:: Records to use ::
//! Restaurant API 模块
//!
//! # 路由列表
//!
//! | 路径 | 方法 | 说明 |
//! |------|------|------|
//! | /api/restaurant | GET | 当前租户的餐厅信息 |
//! | /api/restaurant/settings | PUT | 更新备餐时间 / 默认配送费 |

use axum::{Json, Router, extract::State, routing::get, routing::put};
use validator::Validate;

use crate::auth::TenantContext;
use crate::core::ServerState;
use crate::db::models::{Restaurant, RestaurantSettingsUpdate};
use crate::orders::LifecycleError;
use crate::utils::{AppError, AppResult};

pub fn router() -> Router<ServerState> {
    Router::new()
        .route("/api/restaurant", get(get_restaurant))
        .route("/api/restaurant/settings", put(update_settings))
}

/// GET /api/restaurant - 当前租户的餐厅信息
async fn get_restaurant(
    State(state): State<ServerState>,
    ctx: TenantContext,
) -> AppResult<Json<Restaurant>> {
    let restaurant = state
        .stores
        .restaurants
        .get_restaurant(&ctx.restaurant_id)
        .await
        .map_err(LifecycleError::from)?
        .ok_or_else(|| {
            AppError::NotFound(format!("Restaurant {} not found", ctx.restaurant_id))
        })?;
    Ok(Json(restaurant))
}

/// PUT /api/restaurant/settings - 更新设置
///
/// 只影响后续创建的订单；已有订单的估算时间不变。
async fn update_settings(
    State(state): State<ServerState>,
    ctx: TenantContext,
    Json(patch): Json<RestaurantSettingsUpdate>,
) -> AppResult<Json<Restaurant>> {
    patch.validate()?;
    let restaurant = state
        .stores
        .restaurants
        .update_settings(&ctx.restaurant_id, patch)
        .await
        .map_err(LifecycleError::from)?
        .ok_or_else(|| {
            AppError::NotFound(format!("Restaurant {} not found", ctx.restaurant_id))
        })?;
    Ok(Json(restaurant))
}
:::
[Problem details]
Reproduce each line from the records that contains the word "ServerState".

[Response to the exercise]
use crate::core::ServerState;
pub fn router() -> Router<ServerState> {
    State(state): State<ServerState>,
    State(state): State<ServerState>,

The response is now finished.